## WHAT YOU WILL DO
Please set down the records exactly, keeping every line.

☆ ☆ ☆

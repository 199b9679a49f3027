//! The parsed template tree.
//!
//! A tree is immutable once built (the only interior mutability is the
//! per-node cache of dynamically bound sub-templates) and is shared across
//! threads and evaluations behind an `Arc`.

use std::sync::Arc;

use parking_lot::RwLock;

use crate::expression::{Expr, PropertyPath};
use crate::tokenizer::TestValue;

/// A node of the template tree. Children keep source order.
#[derive(Debug)]
pub enum Node {
    /// The whole template.
    Root(Vec<Node>),
    /// SQL text copied verbatim.
    Literal(String),
    /// Bind variable: one placeholder per scalar, one per list element.
    Bind(BindNode),
    /// Embedded variable: rendered as SQL text, never bound.
    Embedded(EmbeddedNode),
    /// Conditional block with an optional `-- ELSE` branch.
    If(IfNode),
    /// Prunable scope.
    Begin(Vec<Node>),
    /// Loop over a list, binding each element to `#current`.
    For(ForNode),
    /// Connector emitted before every loop element but the first.
    Next(String),
    /// Emitted on the first loop element only.
    First(Vec<Node>),
    /// Emitted on the last loop element only.
    Last(Vec<Node>),
}

impl Node {
    /// Direct children of a container node; empty for leaves.
    #[must_use]
    pub fn children(&self) -> &[Node] {
        match self {
            Self::Root(children)
            | Self::Begin(children)
            | Self::First(children)
            | Self::Last(children) => children,
            Self::For(node) => &node.children,
            Self::If(node) => &node.then_branch,
            Self::Literal(_) | Self::Bind(_) | Self::Embedded(_) | Self::Next(_) => &[],
        }
    }
}

/// `/*pmb.path*/test`
#[derive(Debug)]
pub struct BindNode {
    /// Variable path.
    pub path: PropertyPath,
    /// Discarded fallback; decides in-clause context.
    pub test_value: TestValue,
    /// Fail instead of skipping when the value is null.
    pub null_disallowed: bool,
}

/// `/*$pmb.path*/test`
#[derive(Debug)]
pub struct EmbeddedNode {
    /// Variable path.
    pub path: PropertyPath,
    /// Discarded fallback; decides quoting and in-clause context.
    pub test_value: TestValue,
    /// Fail instead of skipping when the value is null.
    pub null_disallowed: bool,
    /// Last dynamically bound text and its parsed tree.
    pub(crate) dynamic: RwLock<Option<(String, Arc<Node>)>>,
}

impl EmbeddedNode {
    /// Create an embedded node with an empty dynamic-binding cache.
    #[must_use]
    pub fn new(path: PropertyPath, test_value: TestValue, null_disallowed: bool) -> Self {
        Self {
            path,
            test_value,
            null_disallowed,
            dynamic: RwLock::new(None),
        }
    }

    /// The cached sub-tree for `text`, if the last dynamic value was `text`.
    pub(crate) fn cached_dynamic(&self, text: &str) -> Option<Arc<Node>> {
        self.dynamic
            .read()
            .as_ref()
            .filter(|(cached, _)| cached == text)
            .map(|(_, tree)| Arc::clone(tree))
    }

    pub(crate) fn store_dynamic(&self, text: &str, tree: Arc<Node>) {
        *self.dynamic.write() = Some((text.to_owned(), tree));
    }
}

/// `/*IF cond*/ ... -- ELSE ... /*END*/`
#[derive(Debug)]
pub struct IfNode {
    /// Parsed condition.
    pub condition: Expr,
    /// Condition source text, for diagnostics.
    pub source: String,
    /// Children walked when the condition holds.
    pub then_branch: Vec<Node>,
    /// Children walked otherwise.
    pub else_branch: Vec<Node>,
}

/// `/*FOR pmb.list*/ ... /*END*/`
#[derive(Debug)]
pub struct ForNode {
    /// Path of the list to iterate.
    pub path: PropertyPath,
    /// Loop body.
    pub children: Vec<Node>,
}
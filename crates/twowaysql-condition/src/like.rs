//! Like-search options: wildcard placement and escaping.

use serde::{Deserialize, Serialize};

/// Where wildcards go around the search text.
#[derive(Debug, Clone, Copy, Default, PartialEq, Eq, Serialize, Deserialize)]
#[serde(rename_all = "camelCase")]
pub enum LikeSearchKind {
    /// `text%`
    Prefix,
    /// `%text%`
    Contain,
    /// `%text`
    Suffix,
    /// `text`, escaped but without wildcards.
    #[default]
    Exact,
}

/// How a like-search value is escaped and wrapped.
#[derive(Debug, Clone, Copy, PartialEq, Eq, Serialize, Deserialize)]
#[serde(rename_all = "camelCase")]
pub struct LikeSearchOption {
    /// Wildcard placement.
    pub kind: LikeSearchKind,
    /// Escape character declared in the `escape` clause.
    pub escape: char,
}

impl Default for LikeSearchOption {
    fn default() -> Self {
        Self {
            kind: LikeSearchKind::default(),
            escape: Self::DEFAULT_ESCAPE,
        }
    }
}

impl LikeSearchOption {
    /// Escape character used unless overridden.
    pub const DEFAULT_ESCAPE: char = '|';

    /// `like 'text%'`
    #[must_use]
    pub fn prefix() -> Self {
        Self {
            kind: LikeSearchKind::Prefix,
            ..Self::default()
        }
    }

    /// `like '%text%'`
    #[must_use]
    pub fn contain() -> Self {
        Self {
            kind: LikeSearchKind::Contain,
            ..Self::default()
        }
    }

    /// `like '%text'`
    #[must_use]
    pub fn suffix() -> Self {
        Self {
            kind: LikeSearchKind::Suffix,
            ..Self::default()
        }
    }

    /// Use another escape character.
    #[must_use]
    pub fn with_escape(mut self, escape: char) -> Self {
        self.escape = escape;
        self
    }

    /// Escape the escape character and both wildcards.
    #[must_use]
    pub fn escape_text(&self, text: &str) -> String {
        let mut out = String::with_capacity(text.len());
        for c in text.chars() {
            if c == self.escape || c == '%' || c == '_' {
                out.push(self.escape);
            }
            out.push(c);
        }
        out
    }

    /// The bind value for `text`: escaped, then wrapped with wildcards.
    #[must_use]
    pub fn apply(&self, text: &str) -> String {
        let escaped = self.escape_text(text);
        match self.kind {
            LikeSearchKind::Prefix => format!("{escaped}%"),
            LikeSearchKind::Contain => format!("%{escaped}%"),
            LikeSearchKind::Suffix => format!("%{escaped}"),
            LikeSearchKind::Exact => escaped,
        }
    }

    /// The clause text, with one placeholder.
    #[must_use]
    pub fn clause(&self, column: &str) -> String {
        let escape = if self.escape == '\'' {
            "''".to_owned()
        } else {
            self.escape.to_string()
        };
        format!("{column} like ? escape '{escape}'")
    }
}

☆ ☆ ☆

## EXPECTED OUTPUT
repository 199b9679a49f3027
//! The parsed template tree.
//!
//! A tree is immutable once built (the only interior mutability is the
//! per-node cache of dynamically bound sub-templates) and is shared across
//! threads and evaluations behind an `Arc`.

use std::sync::Arc;

use parking_lot::RwLock;

use crate::expression::{Expr, PropertyPath};
use crate::tokenizer::TestValue;

/// A node of the template tree. Children keep source order.
#[derive(Debug)]
pub enum Node {
    /// The whole template.
    Root(Vec<Node>),
    /// SQL text copied verbatim.
    Literal(String),
    /// Bind variable: one placeholder per scalar, one per list element.
    Bind(BindNode),
    /// Embedded variable: rendered as SQL text, never bound.
    Embedded(EmbeddedNode),
    /// Conditional block with an optional `-- ELSE` branch.
    If(IfNode),
    /// Prunable scope.
    Begin(Vec<Node>),
    /// Loop over a list, binding each element to `#current`.
    For(ForNode),
    /// Connector emitted before every loop element but the first.
    Next(String),
    /// Emitted on the first loop element only.
    First(Vec<Node>),
    /// Emitted on the last loop element only.
    Last(Vec<Node>),
}

impl Node {
    /// Direct children of a container node; empty for leaves.
    #[must_use]
    pub fn children(&self) -> &[Node] {
        match self {
            Self::Root(children)
            | Self::Begin(children)
            | Self::First(children)
            | Self::Last(children) => children,
            Self::For(node) => &node.children,
            Self::If(node) => &node.then_branch,
            Self::Literal(_) | Self::Bind(_) | Self::Embedded(_) | Self::Next(_) => &[],
        }
    }
}

/// `/*pmb.path*/test`
#[derive(Debug)]
pub struct BindNode {
    /// Variable path.
    pub path: PropertyPath,
    /// Discarded fallback; decides in-clause context.
    pub test_value: TestValue,
    /// Fail instead of skipping when the value is null.
    pub null_disallowed: bool,
}

/// `/*$pmb.path*/test`
#[derive(Debug)]
pub struct EmbeddedNode {
    /// Variable path.
    pub path: PropertyPath,
    /// Discarded fallback; decides quoting and in-clause context.
    pub test_value: TestValue,
    /// Fail instead of skipping when the value is null.
    pub null_disallowed: bool,
    /// Last dynamically bound text and its parsed tree.
    pub(crate) dynamic: RwLock<Option<(String, Arc<Node>)>>,
}

impl EmbeddedNode {
    /// Create an embedded node with an empty dynamic-binding cache.
    #[must_use]
    pub fn new(path: PropertyPath, test_value: TestValue, null_disallowed: bool) -> Self {
        Self {
            path,
            test_value,
            null_disallowed,
            dynamic: RwLock::new(None),
        }
    }

    /// The cached sub-tree for `text`, if the last dynamic value was `text`.
    pub(crate) fn cached_dynamic(&self, text: &str) -> Option<Arc<Node>> {
        self.dynamic
            .read()
            .as_ref()
            .filter(|(cached, _)| cached == text)
            .map(|(_, tree)| Arc::clone(tree))
    }

    pub(crate) fn store_dynamic(&self, text: &str, tree: Arc<Node>) {
        *self.dynamic.write() = Some((text.to_owned(), tree));
    }
}

/// `/*IF cond*/ ... -- ELSE ... /*END*/`
#[derive(Debug)]
pub struct IfNode {
    /// Parsed condition.
    pub condition: Expr,
    /// Condition source text, for diagnostics.
    pub source: String,
    /// Children walked when the condition holds.
    pub then_branch: Vec<Node>,
    /// Children walked otherwise.
    pub else_branch: Vec<Node>,
}

/// `/*FOR pmb.list*/ ... /*END*/`
#[derive(Debug)]
pub struct ForNode {
    /// Path of the list to iterate.
    pub path: PropertyPath,
    /// Loop body.
    pub children: Vec<Node>,
}
filename crates/twowaysql-condition/src/like.rs
//! Like-search options: wildcard placement and escaping.

use serde::{Deserialize, Serialize};

/// Where wildcards go around the search text.
#[derive(Debug, Clone, Copy, Default, PartialEq, Eq, Serialize, Deserialize)]
#[serde(rename_all = "camelCase")]
pub enum LikeSearchKind {
    /// `text%`
    Prefix,
    /// `%text%`
    Contain,
    /// `%text`
    Suffix,
    /// `text`, escaped but without wildcards.
    #[default]
    Exact,
}

/// How a like-search value is escaped and wrapped.
#[derive(Debug, Clone, Copy, PartialEq, Eq, Serialize, Deserialize)]
#[serde(rename_all = "camelCase")]
pub struct LikeSearchOption {
    /// Wildcard placement.
    pub kind: LikeSearchKind,
    /// Escape character declared in the `escape` clause.
    pub escape: char,
}

impl Default for LikeSearchOption {
    fn default() -> Self {
        Self {
            kind: LikeSearchKind::default(),
            escape: Self::DEFAULT_ESCAPE,
        }
    }
}

impl LikeSearchOption {
    /// Escape character used unless overridden.
    pub const DEFAULT_ESCAPE: char = '|';

    /// `like 'text%'`
    #[must_use]
    pub fn prefix() -> Self {
        Self {
            kind: LikeSearchKind::Prefix,
            ..Self::default()
        }
    }

    /// `like '%text%'`
    #[must_use]
    pub fn contain() -> Self {
        Self {
            kind: LikeSearchKind::Contain,
            ..Self::default()
        }
    }

    /// `like '%text'`
    #[must_use]
    pub fn suffix() -> Self {
        Self {
            kind: LikeSearchKind::Suffix,
            ..Self::default()
        }
    }

    /// Use another escape character.
    #[must_use]
    pub fn with_escape(mut self, escape: char) -> Self {
        self.escape = escape;
        self
    }

    /// Escape the escape character and both wildcards.
    #[must_use]
    pub fn escape_text(&self, text: &str) -> String {
        let mut out = String::with_capacity(text.len());
        for c in text.chars() {
            if c == self.escape || c == '%' || c == '_' {
                out.push(self.escape);
            }
            out.push(c);
        }
        out
    }

    /// The bind value for `text`: escaped, then wrapped with wildcards.
    #[must_use]
    pub fn apply(&self, text: &str) -> String {
        let escaped = self.escape_text(text);
        match self.kind {
            LikeSearchKind::Prefix => format!("{escaped}%"),
            LikeSearchKind::Contain => format!("%{escaped}%"),
            LikeSearchKind::Suffix => format!("%{escaped}"),
            LikeSearchKind::Exact => escaped,
        }
    }

    /// The clause text, with one placeholder.
    #[must_use]
    pub fn clause(&self, column: &str) -> String {
        let escape = if self.escape == '\'' {
            "''".to_owned()
        } else {
            self.escape.to_string()
        };
        format!("{column} like ? escape '{escape}'")
    }
}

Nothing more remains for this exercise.